IBM® Content
Analytics with Enterprise Search provides
linguistic support for semantic search in most Indo-European languages
and Asian languages, including Japanese.
You can use the linguistic support to improve the quality of search
results.
Linguistic processing is performed in two stages: when a text document
is processed to be added into the index, and when a user enters a
query.
IBM Content
Analytics with Enterprise Search includes basic
linguistic functions that are used to determine the language of an
input document and to segment the document input stream into words
or tokens.
If you know that your searches will be restricted primarily to
basic facet value searches or native XML searches that uses the document
structure, the included linguistic processing adequately covers your
needs.
Most information in text documents is unstructured, which makes
it difficult to use effectively because it is not easy to access the
meaning of the information.
Searching for keywords is simple, but it is not always satisfactory
if you want to search beyond the mere words in the document, as is
illustrated in the following examples:
- In collaboration cases, information is not always explicitly marked,
for example, an address or a phone number in an email.
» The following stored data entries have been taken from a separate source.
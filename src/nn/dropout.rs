/*
 * @Author       : 老董
 * @Date         : 2024-03-02
 * @Description  : 全连接层输出的dropout掩码。每个训练样本重新采样一次，不做持久化。
 */

use std::ops::Index;

use rand::Rng;

#[derive(Debug, Clone, PartialEq)]
pub struct DropoutMask {
    keep_probability: f64,
    kept: Vec<bool>,
}

impl DropoutMask {
    /// 创建含`size`个神经元的掩码，初始时全部保留
    pub fn new(keep_probability: f64, size: usize) -> Self {
        assert!(
            keep_probability > 0.0 && keep_probability <= 1.0,
            "保留概率须在(0, 1]内，当前为{keep_probability}"
        );
        Self {
            keep_probability,
            kept: vec![true; size],
        }
    }

    /// 用固定的保留/丢弃模式创建掩码（测试用）
    pub fn from_pattern(pattern: &[bool]) -> Self {
        let kept_count = pattern.iter().filter(|&&k| k).count();
        Self {
            keep_probability: kept_count as f64 / pattern.len().max(1) as f64,
            kept: pattern.to_vec(),
        }
    }

    /// 每个神经元独立地以`keep_probability`的概率被保留
    pub fn randomize<R: Rng + ?Sized>(&mut self, rng: &mut R) {
        let p = self.keep_probability;
        for kept in self.kept.iter_mut() {
            *kept = rng.gen_bool(p);
        }
    }

    pub fn keep_probability(&self) -> f64 {
        self.keep_probability
    }

    pub fn len(&self) -> usize {
        self.kept.len()
    }

    pub fn is_empty(&self) -> bool {
        self.kept.is_empty()
    }
}

impl Index<usize> for DropoutMask {
    type Output = bool;

    fn index(&self, index: usize) -> &bool {
        &self.kept[index]
    }
}
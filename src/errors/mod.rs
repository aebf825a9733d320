use thiserror::Error;
mod ops;
pub use self::ops::*;

#[derive(Error, Debug, PartialEq, Eq)]
pub enum TensorError {
    // 张量二元运算
    #[error(
        "形状不一致，故无法{operator}：第一个张量的形状为{tensor1_shape:?}，第二个张量的形状为{tensor2_shape:?}"
    )]
    OperatorError {
        operator: Operator,
        tensor1_shape: [usize; 4],
        tensor2_shape: [usize; 4],
    },

    #[error("数据长度{data_len}与形状{shape:?}所需的元素个数不一致")]
    DataLengthMismatch { data_len: usize, shape: [usize; 4] },
    #[error("张量形状的每一维都须≥1，当前形状为{0:?}")]
    InvalidShape([usize; 4]),
    #[error("索引{index:?}超出了形状{shape:?}的范围")]
    IndexOutOfBounds { index: Vec<usize>, shape: [usize; 4] },
    #[error("用{dims}维索引访问时，前{leading}维须为1，当前形状为{shape:?}")]
    IndexDimsMismatch {
        dims: usize,
        leading: usize,
        shape: [usize; 4],
    },
}
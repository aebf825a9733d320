/*
 * @Author       : 老董
 * @Date         : 2024-03-09
 * @Description  : 2x2最大池化层（步长2，无填充，无参数）
 *
 * 反向传播时，误差会被送到所有激活值恰好等于该块最大值的输入位置（若有并列，则并列的位置都会收到误差）。
 */

use std::io::{self, Write};

use super::{LayerKind, Shape3, TraitLayer, WeightMode};
use crate::nn::NetworkError;
use crate::nn::dropout::DropoutMask;
use crate::tensor::Tensor;

#[derive(Debug, Clone, PartialEq)]
pub struct MaxPoolingLayer {
    input_shape: Shape3,
}

impl MaxPoolingLayer {
    pub fn new(input_shape: Shape3) -> Result<Self, NetworkError> {
        if input_shape.rows % 2 != 0 || input_shape.columns % 2 != 0 {
            return Err(NetworkError::InvalidParameter(format!(
                "最大池化层的输入尺寸须能被2整除，当前为{input_shape}"
            )));
        }
        Ok(Self { input_shape })
    }
}

impl TraitLayer for MaxPoolingLayer {
    fn kind(&self) -> LayerKind {
        LayerKind::MaxPooling
    }

    fn input_shape(&self) -> Shape3 {
        self.input_shape
    }

    fn output_shape(&self) -> Shape3 {
        Shape3::new(
            self.input_shape.planes,
            self.input_shape.rows / 2,
            self.input_shape.columns / 2,
        )
    }

    fn feed_forward(
        &self,
        input: &Tensor,
        output: &mut Tensor,
        _mask: Option<&DropoutMask>,
        _mode: WeightMode,
    ) {
        debug_assert_eq!(input.size(), self.input_shape.size());
        let output_shape = self.output_shape();
        debug_assert_eq!(output.size(), output_shape.size());

        let input_columns = self.input_shape.columns;
        let inputs = input.as_slice();
        let outputs = output.as_slice_mut();
        for p in 0..output_shape.planes {
            for r in 0..output_shape.rows {
                let top = (p * self.input_shape.rows + 2 * r) * input_columns;
                let bottom = top + input_columns;
                for c in 0..output_shape.columns {
                    let left = 2 * c;
                    outputs[(p * output_shape.rows + r) * output_shape.columns + c] = inputs[top + left]
                        .max(inputs[top + left + 1])
                        .max(inputs[bottom + left])
                        .max(inputs[bottom + left + 1]);
                }
            }
        }
    }

    fn backpropagate_error(
        &self,
        error_out: &Tensor,
        error_in: &mut Tensor,
        input: &Tensor,
        output: &Tensor,
        _mask: Option<&DropoutMask>,
    ) {
        let output_shape = self.output_shape();
        debug_assert_eq!(error_out.size(), output_shape.size());
        debug_assert_eq!(output.size(), output_shape.size());
        debug_assert_eq!(error_in.size(), self.input_shape.size());
        debug_assert_eq!(input.size(), self.input_shape.size());

        let input_columns = self.input_shape.columns;
        let inputs = input.as_slice();
        let outputs = output.as_slice();
        let errors_out = error_out.as_slice();
        let errors_in = error_in.as_slice_mut();
        for p in 0..output_shape.planes {
            for r in 0..output_shape.rows {
                let top = (p * self.input_shape.rows + 2 * r) * input_columns;
                for c in 0..output_shape.columns {
                    let pooled_index = (p * output_shape.rows + r) * output_shape.columns + c;
                    let pooled = outputs[pooled_index];
                    let error = errors_out[pooled_index];
                    for row_start in [top, top + input_columns] {
                        for i in row_start + 2 * c..row_start + 2 * c + 2 {
                            errors_in[i] = if inputs[i] == pooled { error } else { 0.0 };
                        }
                    }
                }
            }
        }
    }

    fn save(&self, writer: &mut dyn Write) -> io::Result<()> {
        writer.write_all(&[self.kind().tag()])
    }

    fn description(&self) -> String {
        format!("Max pooling 2 by 2, input dimensions: {}", self.input_shape)
    }

    fn architecture_row(&self) -> String {
        "Max pooling,,,,,,,,".to_string()
    }
}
In fact, the
term phone number might not be used at all. Instead the email
might contain a phrase such as "you can reach me at 555-641-1805".
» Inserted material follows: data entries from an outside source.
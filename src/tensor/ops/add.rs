/*
 * @Author       : 老董
 * @Date         : 2023-08-17 17:24:24
 * @Description  : 张量的加法，实现了两个形状相同的张量“逐元素”相加的运算。
 *                 提供三种形式：返回新张量（`+`）、原地相加（`+=`）、写入预先分配好的结果张量（`add_into`）。
 *                 形状不一致属于编程错误，会直接panic。
 */

use ndarray::Zip;
use std::ops::{Add, AddAssign};

use crate::errors::{Operator, TensorError};
use crate::tensor::Tensor;

/*↓↓↓↓↓↓↓↓↓↓↓↓↓↓↓↓↓↓↓↓↓↓↓↓↓（不）带引用的张量 + 带引用的张量↓↓↓↓↓↓↓↓↓↓↓↓↓↓↓↓↓↓↓↓↓↓↓↓↓*/
impl Add<&Tensor> for &Tensor {
    type Output = Tensor;

    fn add(self, other: &Tensor) -> Tensor {
        let mut result = Tensor::zeros(self.shape());
        self.add_into(other, &mut result);
        result
    }
}

impl Add<&Tensor> for Tensor {
    type Output = Tensor;

    fn add(mut self, other: &Tensor) -> Tensor {
        self += other;
        self
    }
}
/*↑↑↑↑↑↑↑↑↑↑↑↑↑↑↑↑↑↑↑↑↑↑↑↑↑（不）带引用的张量 + 带引用的张量↑↑↑↑↑↑↑↑↑↑↑↑↑↑↑↑↑↑↑↑↑↑↑↑↑*/

impl AddAssign<&Tensor> for Tensor {
    fn add_assign(&mut self, other: &Tensor) {
        assert_same_shape(Operator::AddAssign, self, other);
        self.data += &other.data;
    }
}

impl Tensor {
    /// `result = self + other`，三者形状须一致
    pub fn add_into(&self, other: &Tensor, result: &mut Tensor) {
        assert_same_shape(Operator::Add, self, other);
        assert_same_shape(Operator::Add, self, result);
        Zip::from(&mut result.data)
            .and(&self.data)
            .and(&other.data)
            .for_each(|r, &a, &b| *r = a + b);
    }
}

pub(in crate::tensor) fn assert_same_shape(operator: Operator, a: &Tensor, b: &Tensor) {
    debug_assert!(
        a.dimensions_match(b),
        "{}",
        TensorError::OperatorError {
            operator,
            tensor1_shape: a.shape(),
            tensor2_shape: b.shape(),
        }
    );
}
/*
 * @Author       : 老董
 * @Date         : 2024-03-18
 * @Description  : 按数据集名载入图像集，并缓存已载入的图像集
 *
 * 多个训练任务可能使用同一个数据集，缓存避免重复解析；图像集载入后只读共享。
 */

use std::collections::HashMap;
use std::path::{Path, PathBuf};
use std::sync::Arc;

use tracing::info;

use super::datasets::{
    CIFAR10_NAME, FACES_DIR, FaceClassification, MNIST_NAME, face_image_shape, load_cifar10,
    load_faces, load_mnist,
};
use super::{DataError, ImageSet};

/// 数据集的图像形状与类别数，无需载入数据即可得知
#[derive(Debug, Clone, Copy, PartialEq, Eq)]
pub struct DatasetInfo {
    pub channels: usize,
    pub rows: usize,
    pub columns: usize,
    pub category_count: usize,
}

#[derive(Debug)]
pub struct ImageSetLoader {
    data_dir: PathBuf,
    cache: HashMap<String, Arc<ImageSet>>,
}

impl ImageSetLoader {
    /// 支持的数据集名
    pub const DATASETS: [&'static str; 7] = [
        MNIST_NAME,
        CIFAR10_NAME,
        "emotions",
        "face-directions",
        "people",
        "sunglasses",
        "directions-sunglasses",
    ];
    /// 人脸图像默认不缩小
    pub const DEFAULT_FACE_SCALE: usize = 1;

    /// # 参数
    /// - `data_dir`: 数据根目录，每个数据集位于以数据集名命名的子目录中
    pub fn new(data_dir: impl Into<PathBuf>) -> Self {
        Self {
            data_dir: data_dir.into(),
            cache: HashMap::new(),
        }
    }

    pub fn data_dir(&self) -> &Path {
        &self.data_dir
    }

    /// 数据集名是否受支持（不区分大小写）
    pub fn is_known(name: &str) -> bool {
        Self::DATASETS
            .iter()
            .any(|known| known.eq_ignore_ascii_case(name))
    }

    /// 已知数据集的形状与类别数（人脸图像为原尺寸），未知的数据集返回`None`
    pub fn describe(name: &str) -> Option<DatasetInfo> {
        Self::describe_scaled(name, Self::DEFAULT_FACE_SCALE)
    }

    /// 同[`describe`](Self::describe)，人脸图像按`face_scale`（1、2或4）缩小；其余数据集忽略`face_scale`
    pub fn describe_scaled(name: &str, face_scale: usize) -> Option<DatasetInfo> {
        let key = name.to_ascii_lowercase();
        let (channels, rows, columns, category_count) = match key.as_str() {
            MNIST_NAME => (1, 28, 28, 10),
            CIFAR10_NAME => (3, 32, 32, 10),
            _ => {
                let classification = FaceClassification::from_name(&key)?;
                let (rows, columns) = face_image_shape(face_scale)?;
                (1, rows, columns, classification.categories().len())
            }
        };
        Some(DatasetInfo {
            channels,
            rows,
            columns,
            category_count,
        })
    }

    /// 载入（或从缓存取出）名为`name`的图像集，人脸图像为原尺寸
    pub fn load(&mut self, name: &str) -> Result<Arc<ImageSet>, DataError> {
        self.load_scaled(name, Self::DEFAULT_FACE_SCALE)
    }

    /// 载入（或从缓存取出）名为`name`的图像集，人脸图像按`face_scale`缩小
    pub fn load_scaled(&mut self, name: &str, face_scale: usize) -> Result<Arc<ImageSet>, DataError> {
        let name_key = name.to_ascii_lowercase();
        let face_classification = FaceClassification::from_name(&name_key);
        // 同一人脸数据集的不同尺寸分别缓存
        let key = match face_classification {
            Some(_) => format!("{name_key}@{face_scale}"),
            None => name_key.clone(),
        };
        if let Some(image_set) = self.cache.get(&key) {
            return Ok(Arc::clone(image_set));
        }

        let image_set = match face_classification {
            Some(classification) => {
                let dir = self.data_dir.join(FACES_DIR);
                info!("从{}载入人脸数据集{classification}", dir.display());
                load_faces(&dir, classification, face_scale)?
            }
            None if Self::is_known(&name_key) => {
                let dir = self.data_dir.join(&name_key);
                info!("从{}载入数据集{name_key}", dir.display());
                match name_key.as_str() {
                    MNIST_NAME => load_mnist(&dir)?,
                    _ => load_cifar10(&dir)?,
                }
            }
            None => return Err(DataError::UnknownDataset(name.to_string())),
        };
        let image_set = Arc::new(image_set);
        self.cache.insert(key, Arc::clone(&image_set));
        Ok(image_set)
    }
}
The user often does not know how the information that he or she wants
to search for is presented in the document, and would ideally want
to enter a query like "Barbara phone number" when looking for the
phone number of someone called Barbara. However, this query will not
be successful because the word phone number does not occur
in the document.
- In competitive intelligence, documents mention competitors and
the goods that they supply or that the competitor's website shifted
over the past three months from selling one product set to another.
In this case, the user might enter a query like "Smith & Co. goods"
or "Smith & Co. goods Nov. 2004 till Jan. 2005". In the first
query, the term goods stands for a product or range of products,
but the query will not return the products supplied by Smith &
Co. because it is looking for the term goods. The same applies
to the query that include a particular time period. It is almost impossible
to query a time period by using keyword search.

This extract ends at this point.